Report, as a bare number, how many lines of the entries below contain "Blocked".

##############################

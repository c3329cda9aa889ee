// SPDX-License-Identifier: BUSL-1.1
// Copyright (c) 2026 Alfred Jean LLC

use clap::ValueEnum;

#[derive(Clone, Copy, Debug, Default, ValueEnum)]
pub enum OutputFormat {
    #[default]
    Text,
    Json,
}

/// Format a timestamp as relative time (e.g., "5s", "2m", "1h", "3d")
pub fn format_time_ago(epoch_ms: u64) -> String {
    if epoch_ms == 0 {
        return "-".to_string();
    }
    let now_ms = std::time::SystemTime::now()
        .duration_since(std::time::UNIX_EPOCH)
        .unwrap_or_default()
        .as_millis() as u64;
    let elapsed_secs = now_ms.saturating_sub(epoch_ms) / 1000;
    if elapsed_secs < 60 {
        format!("{}s", elapsed_secs)
    } else if elapsed_secs < 3600 {
        format!("{}m", elapsed_secs / 60)
    } else if elapsed_secs < 86400 {
        format!("{}h", elapsed_secs / 3600)
    } else {
        format!("{}d", elapsed_secs / 86400)
    }
}

#[cfg(test)]
#[path = "output_tests.rs"]
mod tests;
// SPDX-License-Identifier: BUSL-1.1
// Copyright (c) 2026 Alfred Jean LLC

//! `av proof` - the noop one-shot end-to-end scenario: create a single-step
//! `noop` run, tick it once, and assert it reaches `succeeded` with the
//! expected event sequence. Exits non-zero with a one-line diagnostic on
//! any deviation.

use anyhow::{bail, Result};
use av_core::{RunGraph, RunMode, RunStatus, StepDef, StepId};
use av_storage::KillSwitch;
use clap::Args;
use std::collections::BTreeMap;

use crate::app::App;
use crate::color;

#[derive(Args)]
pub struct ProofArgs {
    #[arg(long, default_value = "local")]
    pub env: String,
    #[arg(long, default_value = "default")]
    pub lane: String,
    #[arg(long = "owner-id", default_value = "proof")]
    pub owner_id: String,
}

pub async fn run(args: ProofArgs, app: &App) -> Result<()> {
    let step_id = StepId::new("noop");
    let mut steps = BTreeMap::new();
    steps.insert(
        step_id.clone(),
        StepDef {
            id: step_id.clone(),
            deps: Vec::new(),
            kind: "noop".to_string(),
        },
    );
    let run_graph = RunGraph { entry_step: step_id, steps };

    let run_id = app
        .run_store
        .create_run(
            &args.env,
            &args.lane,
            RunMode::DryRun,
            "proof",
            &args.owner_id,
            run_graph,
            serde_json::Value::Null,
            None,
        )
        .await?;

    let kill_switch = KillSwitch::new(&app.config_registry);
    kill_switch.ensure_default().await?;
    kill_switch.set_lane_enabled(&args.env, &args.lane, true).await?;

    let summary = app
        .worker
        .tick_once(
            &args.env,
            &args.lane,
            &args.owner_id,
            av_core::SchedulerCaps::new(1),
            chrono::Duration::seconds(15),
            &kill_switch,
        )
        .await?;

    if summary.runs_ticked != 1 {
        bail!("expected exactly one run ticked, got {}", summary.runs_ticked);
    }

    let state = app.run_store.get_run_state(&run_id).await?;
    if state.status != RunStatus::Succeeded {
        bail!("expected run to reach succeeded, got {:?}", state.status);
    }

    let events = app.event_bus.replay(&run_id, 100).await?;
    if events.len() < 4 {
        bail!("expected at least 4 events, got {}", events.len());
    }

    println!(
        "{} run {} succeeded after {} event(s)",
        color::green("PROOF OK"),
        run_id.as_str(),
        events.len()
    );
    Ok(())
}
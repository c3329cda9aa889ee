//! Usage errors: missing subcommands, unknown flags, missing database config.

use crate::prelude::*;

#[test]
fn no_args_shows_usage_error() {
    cli().fails().stderr_has("Usage");
}

#[test]
fn unknown_subcommand_fails() {
    cli().args(&["frobnicate"]).fails();
}

#[test]
fn run_requires_a_further_subcommand() {
    cli().args(&["run"]).fails().stderr_has("Usage");
}

#[test]
fn missing_forge_db_path_fails_with_context() {
    // `av proof` hits `App::connect()` before any subcommand logic, so a
    // missing FORGE_DB_PATH surfaces as a configuration error, not a panic.
    cli().args(&["proof"]).fails().stderr_has("FORGE_DB_PATH");
}
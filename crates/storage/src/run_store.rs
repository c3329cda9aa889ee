// SPDX-License-Identifier: BUSL-1.1
// Copyright (c) 2026 Alfred Jean LLC

//! Durable run storage: the `runs_v2` summary row and the `run_state_v2`
//! working-state blob.

use crate::cursor::RunCursor;
use crate::error::{StorageError, StorageResult};
use av_core::{
    Clock, RunError, RunGraph, RunId, RunMode, RunState, RunStatus, RunSummary,
};
use chrono::{DateTime, Utc};
use sqlx::{Row, SqlitePool};
use uuid::Uuid;

#[derive(Clone)]
pub struct RunStore<C: Clock> {
    pool: SqlitePool,
    clock: C,
}

/// Filters accepted by `list_runs`. All fields are optional ANDed equality
/// filters.
#[derive(Debug, Clone, Default)]
pub struct RunFilter {
    pub env: Option<String>,
    pub lane: Option<String>,
    pub status: Option<RunStatus>,
    pub requested_by: Option<String>,
}

fn status_str(status: RunStatus) -> &'static str {
    match status {
        RunStatus::Queued => "queued",
        RunStatus::Running => "running",
        RunStatus::Succeeded => "succeeded",
        RunStatus::Failed => "failed",
        RunStatus::Blocked => "blocked",
        RunStatus::Canceled => "canceled",
    }
}

fn parse_status(raw: &str) -> RunStatus {
    match raw {
        "running" => RunStatus::Running,
        "succeeded" => RunStatus::Succeeded,
        "failed" => RunStatus::Failed,
        "blocked" => RunStatus::Blocked,
        "canceled" => RunStatus::Canceled,
        _ => RunStatus::Queued,
    }
}

fn mode_str(mode: RunMode) -> &'static str {
    match mode {
        RunMode::DryRun => "dry_run",
        RunMode::RealRun => "real_run",
    }
}

fn parse_mode(raw: &str) -> RunMode {
    match raw {
        "real_run" => RunMode::RealRun,
        _ => RunMode::DryRun,
    }
}

fn parse_ts(raw: &str) -> StorageResult<DateTime<Utc>> {
    Ok(DateTime::parse_from_rfc3339(raw)
        .map_err(|e| StorageError::Database(sqlx::Error::Decode(Box::new(e))))?
        .with_timezone(&Utc))
}

impl<C: Clock> RunStore<C> {
    pub fn new(pool: SqlitePool, clock: C) -> Self {
        Self { pool, clock }
    }

    /// Validates the graph, assigns an opaque run id, and atomically inserts
    /// the `runs_v2` summary row and its initial `run_state_v2` blob.
    #[allow(clippy::too_many_arguments)]
    pub async fn create_run(
        &self,
        env: &str,
        lane: &str,
        mode: RunMode,
        job_type: &str,
        requested_by: &str,
        run_graph: RunGraph,
        params: serde_json::Value,
        parent_run_id: Option<RunId>,
    ) -> StorageResult<RunId> {
        run_graph.validate()?;

        let run_id = RunId::new(Uuid::new_v4().to_string());
        let created_at = self.clock.now();

        let state = RunState {
            run_id: run_id.clone(),
            env: env.to_string(),
            lane: lane.to_string(),
            mode,
            job_type: job_type.to_string(),
            requested_by: requested_by.to_string(),
            parent_run_id: parent_run_id.clone(),
            schema_version: 2,
            status: RunStatus::Queued,
            run_graph: run_graph.clone(),
            params: params.clone(),
            step_states: Default::default(),
            artifacts: Default::default(),
            created_at,
            started_at: None,
            finished_at: None,
            last_error: None,
        };

        let mut tx = self.pool.begin().await?;
        sqlx::query(
            r#"
            INSERT INTO runs_v2 (
                run_id, schema_version, status, env, lane, mode, job_type,
                requested_by, parent_run_id, created_at, run_graph_json, params_json
            ) VALUES (?, 2, 'queued', ?, ?, ?, ?, ?, ?, ?, ?, ?)
            "#,
        )
        .bind(run_id.as_str())
        .bind(env)
        .bind(lane)
        .bind(mode_str(mode))
        .bind(job_type)
        .bind(requested_by)
        .bind(parent_run_id.as_ref().map(RunId::as_str))
        .bind(created_at.to_rfc3339())
        .bind(serde_json::to_string(&run_graph)?)
        .bind(serde_json::to_string(&params)?)
        .execute(&mut *tx)
        .await?;

        sqlx::query(
            "INSERT INTO run_state_v2 (run_id, state_json, updated_at) VALUES (?, ?, ?)",
        )
        .bind(run_id.as_str())
        .bind(serde_json::to_string(&state)?)
        .bind(created_at.to_rfc3339())
        .execute(&mut *tx)
        .await?;

        tx.commit().await?;
        Ok(run_id)
    }

    pub async fn get_run_state(&self, run_id: &RunId) -> StorageResult<RunState> {
        let row = sqlx::query("SELECT state_json FROM run_state_v2 WHERE run_id = ?")
            .bind(run_id.as_str())
            .fetch_optional(&self.pool)
            .await?
            .ok_or_else(|| StorageError::RunNotFound(run_id.clone()))?;
        let raw: String = row.try_get("state_json")?;
        Ok(serde_json::from_str(&raw)?)
    }

    /// Whole-blob replace; simultaneously updates the `runs_v2` summary
    /// columns, with `started_at` using COALESCE-first-nonnull semantics.
    pub async fn put_run_state(&self, state: &RunState) -> StorageResult<()> {
        let updated_at = self.clock.now().to_rfc3339();
        let last_error_json = match &state.last_error {
            Some(err) => Some(serde_json::to_string(err)?),
            None => None,
        };

        let mut tx = self.pool.begin().await?;
        let rows = sqlx::query(
            "UPDATE run_state_v2 SET state_json = ?, updated_at = ? WHERE run_id = ?",
        )
        .bind(serde_json::to_string(state)?)
        .bind(&updated_at)
        .bind(state.run_id.as_str())
        .execute(&mut *tx)
        .await?
        .rows_affected();
        if rows == 0 {
            return Err(StorageError::RunNotFound(state.run_id.clone()));
        }

        sqlx::query(
            r#"
            UPDATE runs_v2
            SET status = ?,
                started_at = COALESCE(started_at, ?),
                finished_at = ?,
                last_error_json = ?
            WHERE run_id = ?
            "#,
        )
        .bind(status_str(state.status))
        .bind(state.started_at.map(|t| t.to_rfc3339()))
        .bind(state.finished_at.map(|t| t.to_rfc3339()))
        .bind(last_error_json)
        .bind(state.run_id.as_str())
        .execute(&mut *tx)
        .await?;

        tx.commit().await?;
        Ok(())
    }

    pub async fn get_run_summary(&self, run_id: &RunId) -> StorageResult<RunSummary> {
        let row = sqlx::query(
            r#"
            SELECT run_id, env, lane, mode, job_type, requested_by, parent_run_id,
                   status, created_at, started_at, finished_at, last_error_json
            FROM runs_v2 WHERE run_id = ?
            "#,
        )
        .bind(run_id.as_str())
        .fetch_optional(&self.pool)
        .await?
        .ok_or_else(|| StorageError::RunNotFound(run_id.clone()))?;
        row_to_summary(&row)
    }

    /// Keyset-paginated listing ordered `created_at desc, run_id desc`.
    pub async fn list_runs(
        &self,
        filter: &RunFilter,
        limit: u32,
        cursor: Option<&RunCursor>,
    ) -> StorageResult<(Vec<RunSummary>, Option<RunCursor>)> {
        let mut sql = String::from(
            r#"
            SELECT run_id, env, lane, mode, job_type, requested_by, parent_run_id,
                   status, created_at, started_at, finished_at, last_error_json
            FROM runs_v2 WHERE 1 = 1
            "#,
        );
        if filter.env.is_some() {
            sql.push_str(" AND env = ?");
        }
        if filter.lane.is_some() {
            sql.push_str(" AND lane = ?");
        }
        if filter.status.is_some() {
            sql.push_str(" AND status = ?");
        }
        if filter.requested_by.is_some() {
            sql.push_str(" AND requested_by = ?");
        }
        if cursor.is_some() {
            sql.push_str(" AND (created_at < ? OR (created_at = ? AND run_id < ?))");
        }
        sql.push_str(" ORDER BY created_at DESC, run_id DESC LIMIT ?");

        let mut query = sqlx::query(&sql);
        if let Some(env) = &filter.env {
            query = query.bind(env);
        }
        if let Some(lane) = &filter.lane {
            query = query.bind(lane);
        }
        if let Some(status) = filter.status {
            query = query.bind(status_str(status));
        }
        if let Some(requested_by) = &filter.requested_by {
            query = query.bind(requested_by);
        }
        if let Some(cursor) = cursor {
            let ts = cursor.created_at.to_rfc3339();
            query = query.bind(ts.clone()).bind(ts).bind(cursor.run_id.clone());
        }
        // fetch one extra row to know whether a next page exists
        query = query.bind(limit as i64 + 1);

        let rows = query.fetch_all(&self.pool).await?;
        let has_more = rows.len() > limit as usize;
        let mut summaries = Vec::with_capacity(limit as usize);
        for row in rows.into_iter().take(limit as usize) {
            summaries.push(row_to_summary(&row)?);
        }

        let next_cursor = if has_more {
            summaries.last().map(|s| RunCursor {
                created_at: s.created_at,
                run_id: s.run_id.as_str().to_string(),
            })
        } else {
            None
        };

        Ok((summaries, next_cursor))
    }

    /// Oldest-first by `created_at` among `queued`/`running` rows in the
    /// given lane — backs the scheduler's FIFO pick.
    pub async fn next_run_id(&self, env: &str, lane: &str) -> StorageResult<Option<RunId>> {
        let row = sqlx::query(
            r#"
            SELECT run_id FROM runs_v2
            WHERE env = ? AND lane = ? AND status IN ('queued', 'running')
            ORDER BY created_at ASC, run_id ASC
            LIMIT 1
            "#,
        )
        .bind(env)
        .bind(lane)
        .fetch_optional(&self.pool)
        .await?;

        Ok(row.map(|r| RunId::new(r.get::<String, _>("run_id"))))
    }
}

fn row_to_summary(row: &sqlx::sqlite::SqliteRow) -> StorageResult<RunSummary> {
    let last_error_json: Option<String> = row.try_get("last_error_json")?;
    let last_error: Option<RunError> = match last_error_json {
        Some(raw) => Some(serde_json::from_str(&raw)?),
        None => None,
    };
    let started_at: Option<String> = row.try_get("started_at")?;
    let finished_at: Option<String> = row.try_get("finished_at")?;
    let parent_run_id: Option<String> = row.try_get("parent_run_id")?;

    Ok(RunSummary {
        run_id: RunId::new(row.try_get::<String, _>("run_id")?),
        env: row.try_get("env")?,
        lane: row.try_get("lane")?,
        mode: parse_mode(&row.try_get::<String, _>("mode")?),
        job_type: row.try_get("job_type")?,
        requested_by: row.try_get("requested_by")?,
        parent_run_id: parent_run_id.map(RunId::new),
        status: parse_status(&row.try_get::<String, _>("status")?),
        created_at: parse_ts(&row.try_get::<String, _>("created_at")?)?,
        started_at: started_at.map(|s| parse_ts(&s)).transpose()?,
        finished_at: finished_at.map(|s| parse_ts(&s)).transpose()?,
        last_error,
    })
}

#[cfg(test)]
#[path = "run_store_tests.rs"]
mod tests;
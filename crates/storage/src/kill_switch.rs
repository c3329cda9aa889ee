// SPDX-License-Identifier: BUSL-1.1
// Copyright (c) 2026 Alfred Jean LLC

//! Lane-level enable/disable. The flat overlay key
//! `kill_switch.<env>.<lane>.lane_enabled` takes precedence over the
//! versioned `kill_switch_v2` blob when both are present — the original
//! system left this ambiguous; this rewrite fixes flat-key-wins (see
//! DESIGN.md).

use crate::config_registry::ConfigRegistry;
use crate::error::StorageResult;
use av_core::Clock;

pub const KILL_SWITCH_KIND: &str = "kill_switch_v2";

fn flat_key(env: &str, lane: &str) -> String {
    format!("kill_switch.{env}.{lane}.lane_enabled")
}

pub struct KillSwitch<'a, C: Clock> {
    registry: &'a ConfigRegistry<C>,
}

impl<'a, C: Clock> KillSwitch<'a, C> {
    pub fn new(registry: &'a ConfigRegistry<C>) -> Self {
        Self { registry }
    }

    /// Ensures the versioned blob exists with default-allow semantics
    /// (`{"lanes": {}}`), matching the registry's ensure-default shim.
    pub async fn ensure_default(&self) -> StorageResult<()> {
        self.registry
            .ensure_default(KILL_SWITCH_KIND, serde_json::json!({"lanes": {}}), "system")
            .await
    }

    /// Resolves whether `(env, lane)` is enabled. Precedence: flat overlay
    /// key, then the versioned blob's `lanes."<env>:<lane>"` entry, defaulting
    /// to `true` when neither is present.
    pub async fn lane_enabled(&self, env: &str, lane: &str) -> StorageResult<bool> {
        if let Some(flat) = self.registry.get(&flat_key(env, lane)).await? {
            if let Some(b) = flat.as_bool() {
                return Ok(b);
            }
        }

        if let Some(active) = self.registry.get_active(KILL_SWITCH_KIND).await? {
            let key = format!("{env}:{lane}");
            if let Some(b) = active.blob.get("lanes").and_then(|lanes| lanes.get(&key)).and_then(|v| v.as_bool()) {
                return Ok(b);
            }
        }

        Ok(true)
    }

    /// Sets the flat overlay key directly — the admin `set_lane_enabled`
    /// operation always writes here, never to the versioned blob.
    pub async fn set_lane_enabled(&self, env: &str, lane: &str, enabled: bool) -> StorageResult<()> {
        self.registry
            .set(&flat_key(env, lane), serde_json::json!(enabled))
            .await
    }
}

#[cfg(test)]
#[path = "kill_switch_tests.rs"]
mod tests;
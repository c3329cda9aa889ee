//! `av run create`

use crate::prelude::*;

#[test]
fn create_prints_the_new_run_id() {
    let db = Db::fresh();
    db.av()
        .args(&[
            "run",
            "create",
            "--env",
            "local",
            "--lane",
            "default",
            "--job-type",
            "smoke-test",
            "--requested-by",
            "spec",
        ])
        .passes()
        .stdout_has("created run");
}

#[test]
fn create_json_output_has_run_id_and_status() {
    let db = Db::fresh();
    let out = db
        .av()
        .args(&[
            "run",
            "create",
            "--env",
            "local",
            "--lane",
            "default",
            "--job-type",
            "smoke-test",
            "--requested-by",
            "spec",
            "-o",
            "json",
        ])
        .passes()
        .stdout();

    let value: serde_json::Value = serde_json::from_str(&out).expect("valid json");
    assert_eq!(value["status"], "created");
    assert!(!value["run_id"].as_str().unwrap().is_empty());
}

#[test]
fn create_defaults_to_dry_run_mode() {
    let db = Db::fresh();
    let out = db
        .av()
        .args(&[
            "run",
            "create",
            "--env",
            "local",
            "--lane",
            "default",
            "--job-type",
            "smoke-test",
            "--requested-by",
            "spec",
            "-o",
            "json",
        ])
        .passes()
        .stdout();
    let value: serde_json::Value = serde_json::from_str(&out).unwrap();
    let run_id = value["run_id"].as_str().unwrap();

    db.av()
        .args(&["run", "show", run_id, "-o", "json"])
        .passes()
        .stdout_has("\"status\"");
}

##############################

▶ **Finished task**
2